• Saved data entries:
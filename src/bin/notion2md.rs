//! CLI binary for notion2md.
//!
//! A thin shim over the library crate that maps CLI flags
//! to `ConversionConfig` and prints results.

use anyhow::{Context, Result};
use clap::Parser;
use indicatif::{ProgressBar, ProgressStyle};
use notion2md::{
    convert, convert_to_file, BlockOrdering, ConversionConfig, ConversionProgressCallback,
    ProgressCallback, StorageConfig,
};
use std::io::{self, Write};
use std::path::PathBuf;
use std::sync::Arc;
use std::time::Duration;
use tracing_subscriber::EnvFilter;

// ── ANSI colour helpers (no extra deps) ──────────────────────────────────────

fn green(s: &str) -> String {
    format!("\x1b[32m{s}\x1b[0m")
}
fn red(s: &str) -> String {
    format!("\x1b[31m{s}\x1b[0m")
}
fn dim(s: &str) -> String {
    format!("\x1b[2m{s}\x1b[0m")
}
fn bold(s: &str) -> String {
    format!("\x1b[1m{s}\x1b[0m")
}
fn cyan(s: &str) -> String {
    format!("\x1b[36m{s}\x1b[0m")
}

// ── CLI progress callback using indicatif ────────────────────────────────────

/// Terminal progress: a spinner carrying the current status line, plus one
/// log line per image.
struct CliProgressCallback {
    bar: ProgressBar,
}

impl CliProgressCallback {
    fn new() -> Arc<Self> {
        let bar = ProgressBar::new_spinner();
        let style = ProgressStyle::with_template("{spinner:.cyan} {prefix:.bold}  {msg}")
            .unwrap_or_else(|_| ProgressStyle::default_spinner())
            .tick_strings(&["⠋", "⠙", "⠹", "⠸", "⠼", "⠴", "⠦", "⠧", "⠇", "⠏", "⠿"]);

        bar.set_style(style);
        bar.set_prefix("notion2md");
        bar.enable_steady_tick(Duration::from_millis(80));

        Arc::new(Self { bar })
    }
}

impl ConversionProgressCallback for CliProgressCallback {
    fn on_status(&self, message: &str) {
        self.bar.set_message(message.to_string());
    }

    fn on_relocation_start(&self, total_images: usize) {
        self.bar.set_prefix("Images");
        if total_images > 0 {
            self.bar.println(format!(
                "{} {}",
                cyan("◆"),
                bold(&format!("Processing {total_images} images…"))
            ));
        }
        self.on_status("Processing images...");
    }

    fn on_image_complete(&self, index: usize, total: usize, destination_url: &str) {
        self.bar.println(format!(
            "  {} Image {:>3}/{:<3}  {}",
            green("✓"),
            index,
            total,
            dim(destination_url),
        ));
    }

    fn on_image_error(&self, index: usize, total: usize, alt: &str, error: &str) {
        // Truncate very long error messages to keep output tidy.
        let msg = if error.chars().count() > 80 {
            format!("{}\u{2026}", error.chars().take(79).collect::<String>())
        } else {
            error.to_string()
        };

        self.bar.println(format!(
            "  {} Image {:>3}/{:<3}  {}  {}",
            red("✗"),
            index,
            total,
            if alt.is_empty() { "untitled" } else { alt },
            red(&msg),
        ));
        self.on_status(&format!("Image upload failed: {alt}"));
    }

    fn on_conversion_complete(&self, relocated: usize, failed: usize) {
        self.bar.finish_and_clear();

        if failed == 0 {
            eprintln!(
                "{} Conversion complete  {} images relocated",
                green("✔"),
                bold(&relocated.to_string())
            );
        } else {
            eprintln!(
                "{} Conversion complete  {} images relocated  ({} failed, original links kept)",
                cyan("⚠"),
                bold(&relocated.to_string()),
                red(&failed.to_string()),
            );
        }
    }
}

const AFTER_HELP: &str = r#"EXAMPLES:
  # Render a page to stdout, keeping original image links
  notion2md https://www.notion.so/My-Page-0123abcd456789ef0123456789abcdef --no-images

  # Render to a file, relocating images to a COS bucket
  notion2md 0123abcd456789ef0123456789abcdef -o page.md \
      --bucket mybucket --region ap-guangzhou --prefix notion/

  # Structured output with per-image results
  notion2md <page> --json > page.json

  # Legacy pairwise ordering (direct children before their parent)
  notion2md <page> --ordering legacy

ENVIRONMENT VARIABLES:
  NOTION_TOKEN     Value of the token_v2 cookie (private pages)
  COS_BUCKET       Destination bucket
  COS_REGION       Bucket region (e.g. ap-guangzhou)
  COS_SECRET_ID    COS SecretId
  COS_SECRET_KEY   COS SecretKey
  COS_PATH         Key prefix for uploaded images (e.g. notion/)
  RUST_LOG         Override the log filter

Images are relocated only when bucket, region, secret id and secret key are
all set. Failed images keep their original link; the run still succeeds.
"#;

/// Convert Notion pages to Markdown.
#[derive(Parser, Debug)]
#[command(
    name = "notion2md",
    version,
    about = "Convert Notion pages to Markdown",
    long_about = "Convert a Notion page (URL or id) to Markdown. Images hosted on the \
service's short-lived storage can be copied to a COS bucket and their links rewritten \
to durable URLs.",
    arg_required_else_help = true,
    color = clap::ColorChoice::Auto,
    after_long_help = AFTER_HELP
)]
struct Cli {
    /// Page URL, 32-character id, or hyphenated UUID.
    input: String,

    /// Write Markdown to this file instead of stdout.
    #[arg(short, long, env = "NOTION2MD_OUTPUT")]
    output: Option<PathBuf>,

    /// token_v2 cookie value for private pages.
    #[arg(long, env = "NOTION_TOKEN", hide_env_values = true)]
    token: Option<String>,

    /// COS bucket to relocate images into.
    #[arg(long, env = "COS_BUCKET")]
    bucket: Option<String>,

    /// COS region of the bucket.
    #[arg(long, env = "COS_REGION")]
    region: Option<String>,

    /// COS SecretId.
    #[arg(long, env = "COS_SECRET_ID", hide_env_values = true)]
    secret_id: Option<String>,

    /// COS SecretKey.
    #[arg(long, env = "COS_SECRET_KEY", hide_env_values = true)]
    secret_key: Option<String>,

    /// Key prefix for uploaded images.
    #[arg(long, env = "COS_PATH", default_value = "")]
    prefix: String,

    /// Keep original image links; skip relocation.
    #[arg(long, env = "NOTION2MD_NO_IMAGES")]
    no_images: bool,

    /// Block ordering strategy.
    #[arg(long, env = "NOTION2MD_ORDERING", value_enum, default_value = "depth-first")]
    ordering: OrderingArg,

    /// Output structured JSON (ConversionOutput) instead of Markdown.
    #[arg(long, env = "NOTION2MD_JSON")]
    json: bool,

    /// Disable progress spinner.
    #[arg(long, env = "NOTION2MD_NO_PROGRESS")]
    no_progress: bool,

    /// Enable DEBUG-level tracing logs.
    #[arg(short, long, env = "NOTION2MD_VERBOSE")]
    verbose: bool,

    /// Suppress all output except errors.
    #[arg(short, long, env = "NOTION2MD_QUIET")]
    quiet: bool,

    /// Page fetch timeout in seconds.
    #[arg(long, env = "NOTION2MD_API_TIMEOUT", default_value_t = 30)]
    api_timeout: u64,

    /// Per-image download/upload timeout in seconds.
    #[arg(long, env = "NOTION2MD_DOWNLOAD_TIMEOUT", default_value_t = 60)]
    download_timeout: u64,

    /// Base URL of the internal API.
    #[arg(long, env = "NOTION2MD_API_BASE", default_value = notion2md::config::DEFAULT_API_BASE_URL)]
    api_base: String,
}

#[derive(clap::ValueEnum, Clone, Debug)]
enum OrderingArg {
    DepthFirst,
    Legacy,
}

impl From<OrderingArg> for BlockOrdering {
    fn from(v: OrderingArg) -> Self {
        match v {
            OrderingArg::DepthFirst => BlockOrdering::DepthFirst,
            OrderingArg::Legacy => BlockOrdering::Legacy,
        }
    }
}

#[tokio::main]
async fn main() -> Result<()> {
    let cli = Cli::parse();

    // ── Logging setup ────────────────────────────────────────────────────
    // The spinner replaces INFO-level library logs.
    let show_progress = !cli.quiet && !cli.no_progress && !cli.json;
    let filter = if cli.verbose {
        "debug"
    } else if cli.quiet || show_progress {
        "error"
    } else {
        "info"
    };

    tracing_subscriber::fmt()
        .with_env_filter(
            EnvFilter::try_from_default_env().unwrap_or_else(|_| EnvFilter::new(filter)),
        )
        .with_writer(io::stderr)
        .init();

    // ── Build config ─────────────────────────────────────────────────────
    let spinner = show_progress.then(CliProgressCallback::new);
    let progress_cb: Option<ProgressCallback> = spinner
        .clone()
        .map(|cb| cb as Arc<dyn ConversionProgressCallback>);

    let config = build_config(&cli, progress_cb)?;

    if config.relocation_target().is_none() && !cli.no_images && !cli.quiet {
        eprintln!(
            "{}",
            dim("No COS bucket configured; image links are left unchanged.")
        );
    }

    // ── Run conversion ───────────────────────────────────────────────────
    let result = run(&cli, &config, show_progress).await;
    clear_on_error(result, spinner.as_deref())
}

/// Leave no stale status line above a fatal error.
fn clear_on_error<T>(result: Result<T>, spinner: Option<&CliProgressCallback>) -> Result<T> {
    if result.is_err() {
        if let Some(cb) = spinner {
            cb.bar.finish_and_clear();
        }
    }
    result
}

/// Convert and emit the result to a file or stdout.
async fn run(cli: &Cli, config: &ConversionConfig, show_progress: bool) -> Result<()> {
    match cli.output {
        Some(ref output_path) if !cli.json => {
            let stats = convert_to_file(&cli.input, output_path, config)
                .await
                .context("Conversion failed")?;

            if !cli.quiet {
                eprintln!(
                    "{}  {} blocks  {}/{} images  {}ms  →  {}",
                    if stats.images_failed == 0 {
                        green("✔")
                    } else {
                        cyan("⚠")
                    },
                    stats.block_count,
                    stats.images_relocated,
                    stats.images_found,
                    stats.total_duration_ms,
                    bold(&output_path.display().to_string()),
                );
            }
        }
        _ => {
            let output = convert(&cli.input, config)
                .await
                .context("Conversion failed")?;

            let mut rendered = if cli.json {
                serde_json::to_string_pretty(&output).context("Failed to serialise output")?
            } else {
                output.markdown.clone()
            };
            // Ensure a trailing newline.
            if !rendered.ends_with('\n') {
                rendered.push('\n');
            }

            if let Some(ref path) = cli.output {
                std::fs::write(path, &rendered)
                    .with_context(|| format!("Failed to write {}", path.display()))?;
            } else {
                io::stdout()
                    .lock()
                    .write_all(rendered.as_bytes())
                    .context("Failed to write to stdout")?;
            }

            if !cli.quiet && !show_progress {
                eprintln!(
                    "Converted {} blocks in {}ms",
                    output.stats.block_count, output.stats.total_duration_ms
                );
                if output.stats.images_failed > 0 {
                    eprintln!("  {} images failed", output.stats.images_failed);
                    for failure in output.failed_relocations() {
                        if let Some(ref e) = failure.error {
                            eprintln!("    {}", dim(&e.to_string()));
                        }
                    }
                }
            }
        }
    }

    Ok(())
}

/// Map CLI args to `ConversionConfig`.
fn build_config(cli: &Cli, progress: Option<ProgressCallback>) -> Result<ConversionConfig> {
    let mut builder = ConversionConfig::builder()
        .ordering(cli.ordering.clone().into())
        .relocate_images(!cli.no_images)
        .api_base_url(cli.api_base.clone())
        .api_timeout_secs(cli.api_timeout)
        .download_timeout_secs(cli.download_timeout);

    if let Some(ref token) = cli.token {
        builder = builder.notion_token(token.clone());
    }

    if !cli.no_images {
        if let Some(storage) = storage_from_cli(cli) {
            builder = builder.storage(storage);
        }
    }

    if let Some(cb) = progress {
        builder = builder.progress_callback(cb);
    }

    Ok(builder.build()?)
}

/// Any storage flag turns storage on; the builder reports whichever are missing.
fn storage_from_cli(cli: &Cli) -> Option<StorageConfig> {
    let fields = [&cli.bucket, &cli.region, &cli.secret_id, &cli.secret_key];
    if fields.iter().all(|f| f.is_none()) {
        return None;
    }
    let value = |f: &Option<String>| f.clone().unwrap_or_default();
    Some(
        StorageConfig::new(
            value(&cli.bucket),
            value(&cli.region),
            value(&cli.secret_id),
            value(&cli.secret_key),
        )
        .prefix(cli.prefix.clone()),
    )
}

• PROBLEM DESCRIPTION: Repeat only what lies between the first line of the data and the line containing "impl ConversionProgressCallback for", both of those lines included, exactly as it stands.

• SOLUTION TO THIS PROBLEM:
filename src/bin/notion2md.rs
//! CLI binary for notion2md.
//!
//! A thin shim over the library crate that maps CLI flags
//! to `ConversionConfig` and prints results.

use anyhow::{Context, Result};
use clap::Parser;
use indicatif::{ProgressBar, ProgressStyle};
use notion2md::{
    convert, convert_to_file, BlockOrdering, ConversionConfig, ConversionProgressCallback,
    ProgressCallback, StorageConfig,
};
use std::io::{self, Write};
use std::path::PathBuf;
use std::sync::Arc;
use std::time::Duration;
use tracing_subscriber::EnvFilter;

// ── ANSI colour helpers (no extra deps) ──────────────────────────────────────

fn green(s: &str) -> String {
    format!("\x1b[32m{s}\x1b[0m")
}
fn red(s: &str) -> String {
    format!("\x1b[31m{s}\x1b[0m")
}
fn dim(s: &str) -> String {
    format!("\x1b[2m{s}\x1b[0m")
}
fn bold(s: &str) -> String {
    format!("\x1b[1m{s}\x1b[0m")
}
fn cyan(s: &str) -> String {
    format!("\x1b[36m{s}\x1b[0m")
}

// ── CLI progress callback using indicatif ────────────────────────────────────

/// Terminal progress: a spinner carrying the current status line, plus one
/// log line per image.
struct CliProgressCallback {
    bar: ProgressBar,
}

impl CliProgressCallback {
    fn new() -> Arc<Self> {
        let bar = ProgressBar::new_spinner();
        let style = ProgressStyle::with_template("{spinner:.cyan} {prefix:.bold}  {msg}")
            .unwrap_or_else(|_| ProgressStyle::default_spinner())
            .tick_strings(&["⠋", "⠙", "⠹", "⠸", "⠼", "⠴", "⠦", "⠧", "⠇", "⠏", "⠿"]);

        bar.set_style(style);
        bar.set_prefix("notion2md");
        bar.enable_steady_tick(Duration::from_millis(80));

        Arc::new(Self { bar })
    }
}

impl ConversionProgressCallback for CliProgressCallback {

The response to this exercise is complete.